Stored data
╔══

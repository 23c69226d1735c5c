//! Call dispatcher.
//!
//! Routes an incoming call descriptor (name plus arguments) onto the facade,
//! mirroring the accessor protocol the proxy exposes to generated bindings:
//! `get*`/`set*` accessor names, two zero-argument reserved queries and two
//! `$`-prefixed one-argument reserved commands.

use std::collections::HashMap;

use log::trace;

use crate::core::{Result, RowError, Value};
use crate::proxy::RowProxy;

/// Reserved zero-argument query returning the facade handle itself.
pub const PROXY_QUERY: &str = "privateProxy";
/// Reserved zero-argument query returning a formatted dump of current state.
pub const STRING_QUERY: &str = "toString";
/// Reserved one-argument bulk-set command.
pub const BULK_SET_COMMAND: &str = "$set";
/// Reserved one-argument quote-configuration command.
pub const QUOTE_COMMAND: &str = "$setIdentifierQuoteString";

#[derive(Debug, Clone)]
pub enum CallArg {
    /// An explicit null argument; on a property write it removes the key.
    Null,
    Value(Value),
    /// Column-keyed raw data for the bulk-set command.
    ColumnValues(HashMap<String, Value>),
}

#[derive(Debug, Clone)]
pub struct Call {
    pub name: String,
    pub args: Vec<CallArg>,
}

impl Call {
    pub fn nullary(name: impl Into<String>) -> Self {
        Self {
            name: name.into(),
            args: Vec::new(),
        }
    }

    pub fn unary(name: impl Into<String>, arg: CallArg) -> Self {
        Self {
            name: name.into(),
            args: vec![arg],
        }
    }
}

#[derive(Debug)]
pub enum Reply<'a> {
    /// The facade handle (identity query).
    Proxy(&'a RowProxy),
    /// Formatted dump of the current state.
    Text(String),
    /// Result of a property read; `None` when the property is unset.
    Value(Option<Value>),
    /// A write or command completed.
    Unit,
}

/// Route a call onto the facade.
///
/// Unrecognized name/arity combinations fail with
/// [`RowError::UnsupportedOperation`] carrying the attempted name; store
/// state is never touched by a rejected call.
pub fn dispatch<'a>(proxy: &'a RowProxy, call: &Call) -> Result<Reply<'a>> {
    trace!("dispatch '{}' with {} args", call.name, call.args.len());
    let name = call.name.as_str();
    match call.args.as_slice() {
        [] => {
            if name == PROXY_QUERY {
                return Ok(Reply::Proxy(proxy));
            }
            if name == STRING_QUERY {
                return Ok(Reply::Text(proxy.to_string()));
            }
            if is_accessor_shaped(name) {
                return Ok(Reply::Value(proxy.get(property_suffix(name))?));
            }
            Err(RowError::UnsupportedOperation(name.to_string()))
        }
        [arg] => {
            if name.starts_with('$') {
                if name == BULK_SET_COMMAND {
                    return match arg {
                        CallArg::ColumnValues(values) => {
                            proxy.bulk_set(values)?;
                            Ok(Reply::Unit)
                        }
                        _ => Err(RowError::TypeMismatch(format!(
                            "{} expects a column-keyed value map",
                            name
                        ))),
                    };
                }
                if name == QUOTE_COMMAND {
                    return match arg {
                        CallArg::Value(Value::Text(quote)) => {
                            proxy.set_identifier_quote_string(quote);
                            Ok(Reply::Unit)
                        }
                        _ => Err(RowError::TypeMismatch(format!("{} expects a string", name))),
                    };
                }
                return Err(RowError::UnsupportedOperation(name.to_string()));
            }
            if is_accessor_shaped(name) {
                let property = property_suffix(name);
                match arg {
                    CallArg::Null => proxy.set(property, None)?,
                    CallArg::Value(value) => proxy.set(property, Some(value.clone()))?,
                    CallArg::ColumnValues(_) => {
                        return Err(RowError::TypeMismatch(format!(
                            "property write '{}' expects a scalar value",
                            name
                        )))
                    }
                }
                return Ok(Reply::Unit);
            }
            Err(RowError::UnsupportedOperation(name.to_string()))
        }
        _ => Err(RowError::UnsupportedOperation(name.to_string())),
    }
}

// Try to be fast with this check: read marker, or write marker + "et".
// Deliberately loose; names that merely share a prefix are accepted and
// routed as property access on their suffix.
fn is_accessor_shaped(name: &str) -> bool {
    name.starts_with('g') || name.starts_with('s') && name[1..].starts_with("et")
}

// The property is whatever follows the three-character accessor prefix.
fn property_suffix(name: &str) -> &str {
    name.get(3..).unwrap_or("")
}
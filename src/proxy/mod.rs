//! The public facade over one row's state.
//!
//! Composes the naming converter, the dual-snapshot store and the schema
//! descriptor, and adds table-name resolution and numeric-representation
//! coercion at the read boundary. One instance owns exactly one row's state.

use std::collections::{BTreeMap, HashMap};
use std::fmt;
use std::sync::{Arc, RwLock};

use log::debug;

use crate::core::{Representation, Result, RowError, Value};
use crate::naming;
use crate::schema::{Access, RowSchema, ID_PROPERTY};
use crate::store::PropertyStore;

/// One recognized suffix is stripped from the type name before the table
/// name is derived: `AccountRow` maps to table `account`.
const ROW_TYPE_SUFFIX: &str = "Row";

pub struct RowProxy {
    schema: Arc<RowSchema>,
    store: PropertyStore,
    quote: RwLock<String>,
    table_name: RwLock<Option<String>>,
}

impl RowProxy {
    pub fn new(schema: RowSchema) -> Self {
        Self {
            schema: Arc::new(schema),
            store: PropertyStore::new(),
            quote: RwLock::new(String::new()),
            table_name: RwLock::new(None),
        }
    }

    /// Builder-style quote configuration.
    pub fn identifier_quote(self, quote: &str) -> Self {
        self.set_identifier_quote_string(quote);
        self
    }

    /// Builder-style table name override.
    pub fn table(self, name: &str) -> Self {
        self.set_table_name(name);
        self
    }

    pub fn schema(&self) -> &RowSchema {
        &self.schema
    }

    pub fn set_identifier_quote_string(&self, quote: &str) {
        *self.quote.write().unwrap_or_else(|e| e.into_inner()) = quote.to_string();
    }

    pub fn identifier_quote_string(&self) -> String {
        self.quote.read().unwrap_or_else(|e| e.into_inner()).clone()
    }

    /// Load a row or re-baseline after a successful write.
    pub fn bulk_set(&self, column_values: &HashMap<String, Value>) -> Result<()> {
        self.store.bulk_set(column_values, &self.identifier_quote_string())
    }

    /// Column-keyed view of the current state for statement binding.
    pub fn snapshot(&self) -> HashMap<String, Value> {
        self.store.snapshot(&self.identifier_quote_string())
    }

    /// Current value of a single column, normalized for statement binding.
    pub fn column_value(&self, column: &str) -> Result<Option<Value>> {
        self.store.column_value(column, &self.identifier_quote_string())
    }

    pub fn is_dirty(&self, column: &str) -> Result<bool> {
        self.store.is_dirty(column, &self.identifier_quote_string())
    }

    /// True iff any column in the full column list (id included) is dirty.
    pub fn is_dirty_any(&self) -> Result<bool> {
        for column in self.columns(true) {
            if self.is_dirty(&column)? {
                return Ok(true);
            }
        }
        Ok(false)
    }

    /// Sorted quoted column list for SELECT/INSERT ordering.
    pub fn columns(&self, include_id: bool) -> Vec<String> {
        self.schema.columns(include_id, &self.identifier_quote_string())
    }

    /// Fixed primary-key convention: the quoted `id` column.
    pub fn id_column(&self) -> String {
        let quote = self.identifier_quote_string();
        format!("{quote}id{quote}")
    }

    pub fn id_value(&self) -> Option<Value> {
        self.store.get(ID_PROPERTY)
    }

    /// Resolve the table name, deriving it from the schema's type name on
    /// first request. An explicit override, once set, permanently disables
    /// derivation.
    pub fn table_name(&self) -> String {
        if let Some(name) = &*self.table_name.read().unwrap_or_else(|e| e.into_inner()) {
            return name.clone();
        }
        let mut guard = self.table_name.write().unwrap_or_else(|e| e.into_inner());
        if guard.is_none() {
            let type_name = self.schema.type_name();
            let simple = type_name.strip_suffix(ROW_TYPE_SUFFIX).unwrap_or(type_name);
            let derived = naming::column_name(simple, &self.identifier_quote_string());
            debug!("derived table name '{}' from row type '{}'", derived, type_name);
            *guard = Some(derived);
        }
        guard.clone().unwrap_or_default()
    }

    pub fn set_table_name(&self, name: &str) {
        *self.table_name.write().unwrap_or_else(|e| e.into_inner()) = Some(name.to_string());
    }

    /// Read a property from the current state.
    ///
    /// When the schema declares one of the six numeric kinds and the stored
    /// value is numeric, the value is narrowed or widened accordingly. A
    /// non-numeric declared representation never coerces: an incompatible
    /// stored kind surfaces as [`RowError::TypeMismatch`]. Properties outside
    /// the schema pass through raw.
    pub fn get(&self, property: &str) -> Result<Option<Value>> {
        let def = self.schema.find(property);
        if let Some(def) = def {
            if def.access == Access::WriteOnly {
                return Err(RowError::UnsupportedOperation(property.to_string()));
            }
        }
        let Some(value) = self.store.get(property) else {
            return Ok(None);
        };
        let Some(def) = def else {
            return Ok(Some(value));
        };
        let repr = def.representation;
        if repr.is_numeric() {
            if value.is_numeric() {
                return Ok(Some(repr.coerce(&value)));
            }
            // Mismatch surfaces at the caller, matching the original proxy.
            return Ok(Some(value));
        }
        if repr == Representation::Any {
            return Ok(Some(value));
        }
        if !repr.accepts(&value) {
            return Err(RowError::TypeMismatch(format!(
                "property '{}' declared {} but holds {}",
                property,
                repr,
                value.type_name()
            )));
        }
        Ok(Some(value))
    }

    /// Write a property into the current state. `None` removes the key.
    pub fn set(&self, property: &str, value: Option<Value>) -> Result<()> {
        if let Some(def) = self.schema.find(property) {
            if def.access == Access::ReadOnly {
                return Err(RowError::UnsupportedOperation(property.to_string()));
            }
        }
        self.store.set(property, value);
        Ok(())
    }

    /// Revert uncommitted edits back to the baseline snapshot.
    pub fn reset(&self) {
        self.store.reset()
    }

    /// Read-only export of the current state, keyed by property name.
    pub fn as_map(&self) -> HashMap<String, Value> {
        self.store.as_map()
    }

    /// Diagnostics export of the current state as a JSON object, keys sorted.
    pub fn to_json(&self) -> serde_json::Value {
        let entries: BTreeMap<String, Value> = self.store.sorted_entries();
        serde_json::Value::Object(
            entries
                .into_iter()
                .map(|(property, value)| (property, value.to_json()))
                .collect(),
        )
    }
}

impl fmt::Display for RowProxy {
    fn fmt(&self, f: &mut fmt::Formatter<'_>) -> fmt::Result {
        write!(f, "{{")?;
        for (i, (property, value)) in self.store.sorted_entries().iter().enumerate() {
            if i > 0 {
                write!(f, ", ")?;
            }
            write!(f, "{}={}", property, value)?;
        }
        write!(f, "}}")
    }
}

impl fmt::Debug for RowProxy {
    fn fmt(&self, f: &mut fmt::Formatter<'_>) -> fmt::Result {
        f.debug_struct("RowProxy")
            .field("type", &self.schema.type_name())
            .field("table", &*self.table_name.read().unwrap_or_else(|e| e.into_inner()))
            .field("properties", &self.store.len())
            .finish()
    }
}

╚══

Copy out each line of the records where the string "surfaces" appears.

Answer to the problem:
    /// stored kind surfaces as [`RowError::TypeMismatch`]. Properties outside
            // Mismatch surfaces at the caller, matching the original proxy.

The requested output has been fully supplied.